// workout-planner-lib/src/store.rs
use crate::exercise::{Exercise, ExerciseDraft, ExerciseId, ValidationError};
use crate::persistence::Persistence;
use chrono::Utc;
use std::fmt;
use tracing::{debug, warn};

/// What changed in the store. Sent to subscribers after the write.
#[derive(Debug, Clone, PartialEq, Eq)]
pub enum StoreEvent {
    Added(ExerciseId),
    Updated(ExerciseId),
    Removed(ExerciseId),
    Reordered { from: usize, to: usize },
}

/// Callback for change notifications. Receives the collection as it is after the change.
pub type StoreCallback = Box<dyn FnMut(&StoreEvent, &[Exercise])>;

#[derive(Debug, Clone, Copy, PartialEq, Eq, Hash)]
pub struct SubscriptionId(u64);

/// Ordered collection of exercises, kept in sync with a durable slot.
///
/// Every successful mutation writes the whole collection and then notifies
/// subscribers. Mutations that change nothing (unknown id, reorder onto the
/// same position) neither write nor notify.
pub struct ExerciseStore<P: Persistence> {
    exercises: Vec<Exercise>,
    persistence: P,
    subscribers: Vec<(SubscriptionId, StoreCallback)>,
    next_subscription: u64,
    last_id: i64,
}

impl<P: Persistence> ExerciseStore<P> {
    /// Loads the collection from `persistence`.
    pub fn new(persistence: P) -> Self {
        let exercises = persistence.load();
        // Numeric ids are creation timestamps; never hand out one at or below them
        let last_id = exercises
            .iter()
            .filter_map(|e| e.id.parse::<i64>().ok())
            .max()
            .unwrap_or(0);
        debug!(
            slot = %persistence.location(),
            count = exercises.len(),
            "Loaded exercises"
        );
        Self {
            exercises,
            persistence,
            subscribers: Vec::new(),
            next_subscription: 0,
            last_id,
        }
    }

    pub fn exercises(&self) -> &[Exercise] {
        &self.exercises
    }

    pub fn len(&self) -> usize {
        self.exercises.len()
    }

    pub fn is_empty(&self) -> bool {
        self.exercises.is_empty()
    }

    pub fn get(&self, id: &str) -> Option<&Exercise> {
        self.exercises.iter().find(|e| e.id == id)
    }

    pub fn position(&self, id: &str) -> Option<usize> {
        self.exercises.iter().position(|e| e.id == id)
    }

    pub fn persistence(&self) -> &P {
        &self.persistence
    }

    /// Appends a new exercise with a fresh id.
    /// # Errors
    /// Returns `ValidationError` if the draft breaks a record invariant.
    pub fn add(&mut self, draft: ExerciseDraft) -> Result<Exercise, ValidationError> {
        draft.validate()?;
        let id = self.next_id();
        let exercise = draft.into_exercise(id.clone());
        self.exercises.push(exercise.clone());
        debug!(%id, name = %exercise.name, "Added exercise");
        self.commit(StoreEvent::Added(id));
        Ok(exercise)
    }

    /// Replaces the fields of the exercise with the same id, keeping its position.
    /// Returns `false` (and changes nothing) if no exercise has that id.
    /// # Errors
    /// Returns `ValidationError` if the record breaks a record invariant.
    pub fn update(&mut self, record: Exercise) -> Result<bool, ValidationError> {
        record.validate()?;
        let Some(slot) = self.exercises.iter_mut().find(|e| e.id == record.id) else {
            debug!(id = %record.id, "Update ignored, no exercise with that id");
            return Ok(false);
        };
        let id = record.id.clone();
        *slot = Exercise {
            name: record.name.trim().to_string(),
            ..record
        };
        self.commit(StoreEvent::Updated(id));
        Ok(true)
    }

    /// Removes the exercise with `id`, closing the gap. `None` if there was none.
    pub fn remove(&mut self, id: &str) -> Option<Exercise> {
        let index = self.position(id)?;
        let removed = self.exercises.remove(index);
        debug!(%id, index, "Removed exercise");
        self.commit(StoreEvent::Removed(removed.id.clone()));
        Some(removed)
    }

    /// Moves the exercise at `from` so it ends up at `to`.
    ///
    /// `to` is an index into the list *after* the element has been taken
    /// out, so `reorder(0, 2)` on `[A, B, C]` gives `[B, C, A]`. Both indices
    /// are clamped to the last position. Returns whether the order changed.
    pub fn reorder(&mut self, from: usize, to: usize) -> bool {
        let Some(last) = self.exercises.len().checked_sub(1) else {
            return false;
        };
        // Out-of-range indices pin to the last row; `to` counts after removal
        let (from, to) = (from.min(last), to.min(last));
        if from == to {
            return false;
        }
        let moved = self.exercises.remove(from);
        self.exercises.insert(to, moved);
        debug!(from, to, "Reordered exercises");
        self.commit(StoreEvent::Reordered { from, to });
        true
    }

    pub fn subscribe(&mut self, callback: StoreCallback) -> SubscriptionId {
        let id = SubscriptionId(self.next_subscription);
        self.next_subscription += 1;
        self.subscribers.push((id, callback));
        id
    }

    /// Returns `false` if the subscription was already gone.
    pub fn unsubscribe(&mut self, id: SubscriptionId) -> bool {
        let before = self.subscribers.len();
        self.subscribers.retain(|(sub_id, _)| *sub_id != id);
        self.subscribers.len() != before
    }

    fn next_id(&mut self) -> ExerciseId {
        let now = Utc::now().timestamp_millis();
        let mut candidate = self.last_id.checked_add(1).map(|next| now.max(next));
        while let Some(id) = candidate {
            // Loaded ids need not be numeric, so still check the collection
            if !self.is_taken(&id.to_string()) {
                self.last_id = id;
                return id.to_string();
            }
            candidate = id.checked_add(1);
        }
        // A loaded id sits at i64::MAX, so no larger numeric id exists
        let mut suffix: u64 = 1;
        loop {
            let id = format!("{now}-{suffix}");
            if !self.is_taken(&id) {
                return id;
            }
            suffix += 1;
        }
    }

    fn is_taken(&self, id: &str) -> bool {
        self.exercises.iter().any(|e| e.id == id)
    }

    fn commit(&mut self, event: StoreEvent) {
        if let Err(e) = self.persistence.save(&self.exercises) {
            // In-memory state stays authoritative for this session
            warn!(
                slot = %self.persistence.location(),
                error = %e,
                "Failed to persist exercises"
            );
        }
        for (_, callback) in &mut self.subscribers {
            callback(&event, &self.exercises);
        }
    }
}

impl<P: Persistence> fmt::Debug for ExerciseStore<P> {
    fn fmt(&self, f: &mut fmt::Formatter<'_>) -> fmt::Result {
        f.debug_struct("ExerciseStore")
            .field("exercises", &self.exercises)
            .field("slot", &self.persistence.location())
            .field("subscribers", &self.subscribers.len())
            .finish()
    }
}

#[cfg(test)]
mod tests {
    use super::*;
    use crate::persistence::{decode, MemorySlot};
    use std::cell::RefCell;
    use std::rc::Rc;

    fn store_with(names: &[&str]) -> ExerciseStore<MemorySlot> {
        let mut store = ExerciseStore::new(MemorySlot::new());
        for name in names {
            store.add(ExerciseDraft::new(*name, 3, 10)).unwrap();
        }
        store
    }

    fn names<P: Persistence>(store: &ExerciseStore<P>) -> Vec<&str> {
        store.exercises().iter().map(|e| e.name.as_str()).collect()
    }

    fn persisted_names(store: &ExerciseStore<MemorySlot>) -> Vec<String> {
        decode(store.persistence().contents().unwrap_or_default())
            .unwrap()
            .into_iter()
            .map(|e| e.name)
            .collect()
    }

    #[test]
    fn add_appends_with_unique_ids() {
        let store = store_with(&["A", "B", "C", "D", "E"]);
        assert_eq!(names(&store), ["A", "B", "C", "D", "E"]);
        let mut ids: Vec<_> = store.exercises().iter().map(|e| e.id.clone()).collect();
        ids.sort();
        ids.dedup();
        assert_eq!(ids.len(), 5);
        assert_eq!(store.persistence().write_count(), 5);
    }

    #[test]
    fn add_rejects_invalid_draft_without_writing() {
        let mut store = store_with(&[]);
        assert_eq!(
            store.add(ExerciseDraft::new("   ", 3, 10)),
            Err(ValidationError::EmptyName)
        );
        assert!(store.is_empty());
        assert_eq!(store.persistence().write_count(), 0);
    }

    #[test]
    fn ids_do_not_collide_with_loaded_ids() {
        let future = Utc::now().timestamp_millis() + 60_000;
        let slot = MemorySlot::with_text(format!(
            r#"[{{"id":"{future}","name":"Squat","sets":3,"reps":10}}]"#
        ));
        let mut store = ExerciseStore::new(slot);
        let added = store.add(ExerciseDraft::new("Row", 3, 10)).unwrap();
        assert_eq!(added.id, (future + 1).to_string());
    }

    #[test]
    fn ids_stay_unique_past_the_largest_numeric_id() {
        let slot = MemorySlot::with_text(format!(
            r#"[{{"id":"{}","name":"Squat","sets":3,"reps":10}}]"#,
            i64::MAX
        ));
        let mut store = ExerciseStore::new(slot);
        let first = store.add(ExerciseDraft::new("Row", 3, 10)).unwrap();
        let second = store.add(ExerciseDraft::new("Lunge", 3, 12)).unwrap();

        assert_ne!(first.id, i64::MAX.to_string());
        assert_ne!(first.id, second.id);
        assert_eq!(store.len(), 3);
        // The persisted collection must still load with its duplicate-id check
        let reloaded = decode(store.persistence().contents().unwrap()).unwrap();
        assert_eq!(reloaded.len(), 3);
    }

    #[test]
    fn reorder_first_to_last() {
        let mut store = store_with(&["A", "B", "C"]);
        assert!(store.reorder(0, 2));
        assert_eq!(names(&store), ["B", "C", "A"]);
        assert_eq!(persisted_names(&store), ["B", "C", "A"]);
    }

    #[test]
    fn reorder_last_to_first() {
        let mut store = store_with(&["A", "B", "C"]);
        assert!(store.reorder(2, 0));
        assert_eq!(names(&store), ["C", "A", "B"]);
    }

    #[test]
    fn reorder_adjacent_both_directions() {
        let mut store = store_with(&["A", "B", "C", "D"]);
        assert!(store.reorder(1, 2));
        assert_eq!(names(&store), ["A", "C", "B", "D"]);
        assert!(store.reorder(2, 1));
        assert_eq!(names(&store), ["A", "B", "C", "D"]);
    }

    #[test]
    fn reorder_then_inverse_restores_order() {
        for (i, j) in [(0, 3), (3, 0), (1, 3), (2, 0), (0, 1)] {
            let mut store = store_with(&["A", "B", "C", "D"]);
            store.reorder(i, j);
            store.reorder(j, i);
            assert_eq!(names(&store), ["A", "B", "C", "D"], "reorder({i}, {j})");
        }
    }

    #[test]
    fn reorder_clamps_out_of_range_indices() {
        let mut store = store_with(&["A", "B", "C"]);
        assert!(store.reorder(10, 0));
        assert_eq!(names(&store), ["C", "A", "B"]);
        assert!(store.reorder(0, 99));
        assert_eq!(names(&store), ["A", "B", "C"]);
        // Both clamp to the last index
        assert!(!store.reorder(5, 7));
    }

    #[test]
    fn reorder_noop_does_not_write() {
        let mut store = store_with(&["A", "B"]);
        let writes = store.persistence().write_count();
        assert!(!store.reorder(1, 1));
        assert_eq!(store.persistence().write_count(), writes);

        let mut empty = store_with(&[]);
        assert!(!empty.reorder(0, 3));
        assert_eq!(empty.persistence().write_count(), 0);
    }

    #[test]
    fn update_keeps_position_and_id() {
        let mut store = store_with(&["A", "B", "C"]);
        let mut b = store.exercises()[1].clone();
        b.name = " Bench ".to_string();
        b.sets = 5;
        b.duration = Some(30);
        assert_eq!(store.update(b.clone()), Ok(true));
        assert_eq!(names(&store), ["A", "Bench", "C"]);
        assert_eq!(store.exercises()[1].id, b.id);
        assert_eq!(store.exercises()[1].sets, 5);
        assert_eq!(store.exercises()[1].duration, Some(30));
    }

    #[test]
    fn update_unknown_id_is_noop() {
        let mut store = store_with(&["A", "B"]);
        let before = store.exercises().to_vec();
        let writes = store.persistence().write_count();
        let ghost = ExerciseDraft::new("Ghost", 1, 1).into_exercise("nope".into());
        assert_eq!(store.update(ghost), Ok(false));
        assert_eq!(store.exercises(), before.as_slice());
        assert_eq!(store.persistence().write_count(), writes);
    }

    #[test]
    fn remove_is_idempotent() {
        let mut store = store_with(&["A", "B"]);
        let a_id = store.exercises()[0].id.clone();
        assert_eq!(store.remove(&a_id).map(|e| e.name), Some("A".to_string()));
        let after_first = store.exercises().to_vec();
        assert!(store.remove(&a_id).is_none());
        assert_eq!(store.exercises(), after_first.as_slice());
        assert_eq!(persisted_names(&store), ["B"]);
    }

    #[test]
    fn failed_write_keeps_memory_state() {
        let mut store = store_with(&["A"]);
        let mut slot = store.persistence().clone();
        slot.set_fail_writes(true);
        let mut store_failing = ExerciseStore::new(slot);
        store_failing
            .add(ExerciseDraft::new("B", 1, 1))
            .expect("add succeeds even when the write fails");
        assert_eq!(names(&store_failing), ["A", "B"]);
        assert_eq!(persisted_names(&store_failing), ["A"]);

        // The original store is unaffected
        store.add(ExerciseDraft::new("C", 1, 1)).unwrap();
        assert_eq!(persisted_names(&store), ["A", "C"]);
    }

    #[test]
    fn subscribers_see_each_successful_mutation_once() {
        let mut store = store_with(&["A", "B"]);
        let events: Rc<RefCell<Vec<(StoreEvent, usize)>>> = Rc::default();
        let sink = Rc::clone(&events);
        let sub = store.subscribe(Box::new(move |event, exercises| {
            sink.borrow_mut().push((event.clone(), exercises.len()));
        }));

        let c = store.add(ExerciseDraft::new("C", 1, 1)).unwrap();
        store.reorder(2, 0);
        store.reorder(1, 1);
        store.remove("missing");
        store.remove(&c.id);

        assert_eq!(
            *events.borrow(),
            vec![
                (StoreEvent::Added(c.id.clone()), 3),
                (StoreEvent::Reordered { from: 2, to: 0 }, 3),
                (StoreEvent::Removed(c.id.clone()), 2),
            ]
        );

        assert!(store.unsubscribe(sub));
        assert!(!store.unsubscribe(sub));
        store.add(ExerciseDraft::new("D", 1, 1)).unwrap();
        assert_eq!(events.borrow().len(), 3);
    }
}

########

§ **Problem**
Beginning with the very first line of the material above, give each line again exactly, ending with the line that contains "#[derive(Debug, Clone, Copy, PartialEq, Eq, Hash)]".

§ **Task result**
// workout-planner-lib/src/store.rs
use crate::exercise::{Exercise, ExerciseDraft, ExerciseId, ValidationError};
use crate::persistence::Persistence;
use chrono::Utc;
use std::fmt;
use tracing::{debug, warn};

/// What changed in the store. Sent to subscribers after the write.
#[derive(Debug, Clone, PartialEq, Eq)]
pub enum StoreEvent {
    Added(ExerciseId),
    Updated(ExerciseId),
    Removed(ExerciseId),
    Reordered { from: usize, to: usize },
}

/// Callback for change notifications. Receives the collection as it is after the change.
pub type StoreCallback = Box<dyn FnMut(&StoreEvent, &[Exercise])>;

#[derive(Debug, Clone, Copy, PartialEq, Eq, Hash)]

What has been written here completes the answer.